(Collected data)

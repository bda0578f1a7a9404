use crudkit_search::{
    LinkType, PageRequest, SearchConfig, SearchError, SearchParams, SearchService, SortKey,
};
use sea_orm::ConnectionTrait;

use crate::support::{ids, person, registry, seed_people, setup_sqlite_db};

fn service() -> SearchService {
    SearchService::new(registry(), SearchConfig::default())
}

#[tokio::test]
async fn find_all_ands_and_find_all_quick_ors() {
    let conn = setup_sqlite_db().await.unwrap();
    seed_people(&conn).await.unwrap();
    let svc = service();
    let params = SearchParams::new().with("EQ_city", "Oslo").with("EQ_status", "Active");

    let all = svc.find_all::<person::Entity, _>(&conn, &params).await.unwrap();
    let quick = svc.find_all_quick::<person::Entity, _>(&conn, &params).await.unwrap();

    assert_eq!(ids(&all, |p| p.id), vec![1]);
    assert_eq!(ids(&quick, |p| p.id), vec![1, 2, 3]);
}

#[tokio::test]
async fn find_one_returns_first_match_or_none() {
    let conn = setup_sqlite_db().await.unwrap();
    seed_people(&conn).await.unwrap();
    let svc = service();

    let by_account = SearchParams::new().with("EQ_account.username", "bob");

    let bob = svc
        .find_one::<person::Entity, _>(&conn, &by_account)
        .await
        .unwrap();
    let nobody = svc
        .find_one::<person::Entity, _>(&conn, &SearchParams::new().with("EQ_name", "dave"))
        .await
        .unwrap();

    assert_eq!(bob.map(|p| p.id), Some(2));
    assert!(nobody.is_none());
}

#[tokio::test]
async fn sorted_find_all_orders_rows() {
    let conn = setup_sqlite_db().await.unwrap();
    seed_people(&conn).await.unwrap();
    let svc = service();

    let rows = svc
        .find_all_linked::<person::Entity, _>(
            &conn,
            &SearchParams::new(),
            LinkType::And,
            &[SortKey::desc("age")],
        )
        .await
        .unwrap();

    let order: Vec<i64> = rows.iter().map(|p| p.id).collect();
    assert_eq!(order, vec![2, 1, 3]);
}

#[tokio::test]
async fn find_page_reports_totals() {
    let conn = setup_sqlite_db().await.unwrap();
    seed_people(&conn).await.unwrap();
    let svc = service();
    let request = PageRequest::new(1, 2).sorted(SortKey::asc("name"));

    let page = svc
        .find_page::<person::Entity, _>(
            &conn,
            &SearchParams::new().with("GT_age", "20"),
            LinkType::And,
            &request,
        )
        .await
        .unwrap();

    assert_eq!(page.page_info.total_items, 3);
    assert_eq!(page.page_info.total_pages, 2);
    assert_eq!(page.page_info.size, 2);
    assert_eq!(page.items.iter().map(|p| p.name.as_str()).collect::<Vec<_>>(), vec!["carol"]);
}

#[tokio::test]
async fn to_many_matches_return_each_root_once() {
    // Arrange: alice holds admin and dev, bob holds dev
    let conn = setup_sqlite_db().await.unwrap();
    seed_people(&conn).await.unwrap();
    let svc = service();
    let params = SearchParams::new().with("LIKE_roles.name", "d");

    // Act
    let all = svc.find_all::<person::Entity, _>(&conn, &params).await.unwrap();
    let page = svc
        .find_page::<person::Entity, _>(&conn, &params, LinkType::And, &PageRequest::new(0, 10))
        .await
        .unwrap();

    // Assert
    assert_eq!(ids(&all, |p| p.id), vec![1, 2]);
    assert_eq!(ids(&page.items, |p| p.id), vec![1, 2]);
    assert_eq!(page.page_info.total_items, 2);
    assert_eq!(page.page_info.total_pages, 1);
}

#[tokio::test]
async fn limits_are_enforced_before_querying() {
    let conn = setup_sqlite_db().await.unwrap();
    let svc = SearchService::new(
        registry(),
        SearchConfig {
            max_path_depth: 1,
            ..SearchConfig::default()
        },
    );

    let deep = SearchParams::new().with("EQ_account.username", "bob");

    let err = svc
        .find_all::<person::Entity, _>(&conn, &deep)
        .await
        .unwrap_err();

    assert!(matches!(err, SearchError::LimitExceeded(_)));
}

#[tokio::test]
async fn prefixed_request_pairs_drive_a_search() {
    let conn = setup_sqlite_db().await.unwrap();
    seed_people(&conn).await.unwrap();
    let svc = service();
    let params = svc.config().params([
        ("search_LIKE_name", "o"),
        ("search_EQ_city", "Oslo"),
        ("page", "3"),
    ]);

    let rows = svc.find_all::<person::Entity, _>(&conn, &params).await.unwrap();

    assert_eq!(ids(&rows, |p| p.id), vec![2]);
}

#[tokio::test]
async fn database_errors_surface_as_db() {
    let conn = setup_sqlite_db().await.unwrap();
    let svc = service();
    conn.execute_unprepared("DROP TABLE role").await.unwrap();

    let err = svc
        .find_all::<person::Entity, _>(&conn, &SearchParams::new().with("EQ_roles.name", "dev"))
        .await
        .unwrap_err();

    assert!(matches!(err, SearchError::Db(_)));
    assert!(!err.is_client_error());
}
//! Search configuration, read from the `search` section of the application
//! figment.
//!
//! ```yaml
//! search:
//!   param_prefix: "search_"
//!   default_link: and
//!   max_filters: 32
//!   max_path_depth: 4
//!   default_page_size: 20
//!   max_page_size: 1000
//! ```

use std::path::Path;

use figment::{
    Figment,
    providers::{Env, Format, Serialized, Yaml},
};
use serde::{Deserialize, Serialize};

use crate::error::{SearchError, SearchResult};
use crate::filter::{LinkType, SearchFilter};
use crate::params::SearchParams;

#[derive(Debug, Clone, PartialEq, Eq, Serialize, Deserialize)]
#[serde(default, deny_unknown_fields)]
pub struct SearchConfig {
    /// Prefix stripped from incoming request parameters.
    pub param_prefix: String,
    /// Link used by `SearchService::find_all`.
    pub default_link: LinkType,
    /// Maximum number of filters in one search.
    pub max_filters: usize,
    /// Maximum number of segments in a field path.
    pub max_path_depth: usize,
    pub default_page_size: u64,
    pub max_page_size: u64,
}

impl Default for SearchConfig {
    fn default() -> Self {
        Self {
            param_prefix: "search_".to_owned(),
            default_link: LinkType::And,
            max_filters: 32,
            max_path_depth: 4,
            default_page_size: 20,
            max_page_size: 1000,
        }
    }
}

impl SearchConfig {
    pub const SECTION: &'static str = "search";

    /// Extract the `search` section; defaults when the section is absent.
    ///
    /// # Errors
    /// Returns the figment error when the section does not deserialize.
    pub fn from_figment(figment: &Figment) -> Result<Self, Box<figment::Error>> {
        if !figment.contains(Self::SECTION) {
            return Ok(Self::default());
        }
        let config: Self = figment.extract_inner(Self::SECTION).map_err(Box::new)?;
        tracing::debug!(
            max_filters = config.max_filters,
            max_path_depth = config.max_path_depth,
            link = %config.default_link,
            "search configuration loaded"
        );
        Ok(config)
    }

    /// Defaults, then the YAML file, then `CRUDKIT_SEARCH__*` environment
    /// variables.
    ///
    /// # Errors
    /// Returns the figment error when a layer fails to parse.
    pub fn load(path: impl AsRef<Path>) -> Result<Self, Box<figment::Error>> {
        let figment = Figment::new()
            .merge(Serialized::default(Self::SECTION, Self::default()))
            .merge(Yaml::file(path.as_ref()))
            .merge(Env::prefixed("CRUDKIT_").split("__"));
        Self::from_figment(&figment)
    }

    /// Strip the configured prefix from request pairs.
    pub fn params<I, K, V>(&self, pairs: I) -> SearchParams
    where
        I: IntoIterator<Item = (K, V)>,
        K: Into<String>,
        V: Into<String>,
    {
        SearchParams::with_prefix(pairs, &self.param_prefix)
    }

    /// Enforce `max_filters` and `max_path_depth`.
    ///
    /// # Errors
    /// `LimitExceeded` naming the first violated limit.
    pub fn validate_filters<'a, I>(&self, filters: I) -> SearchResult<()>
    where
        I: IntoIterator<Item = &'a SearchFilter>,
    {
        let mut count = 0usize;
        for filter in filters {
            count += 1;
            if count > self.max_filters {
                return Err(SearchError::LimitExceeded(format!(
                    "too many search filters (max {})",
                    self.max_filters
                )));
            }
            let depth = filter.field_path().split('.').count();
            if depth > self.max_path_depth {
                return Err(SearchError::LimitExceeded(format!(
                    "field path {} is {depth} segments deep (max {})",
                    filter.field_path(),
                    self.max_path_depth
                )));
            }
        }
        Ok(())
    }

    /// Requested page size, or the default, clamped to `1..=max_page_size`.
    #[must_use]
    pub fn clamp_page_size(&self, requested: Option<u64>) -> u64 {
        requested
            .unwrap_or(self.default_page_size)
            .clamp(1, self.max_page_size.max(1))
    }
}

### Instructions to follow
Pull every line containing the word "nobody" out of the entries above.

### Solution below
    let nobody = svc
    assert!(nobody.is_none());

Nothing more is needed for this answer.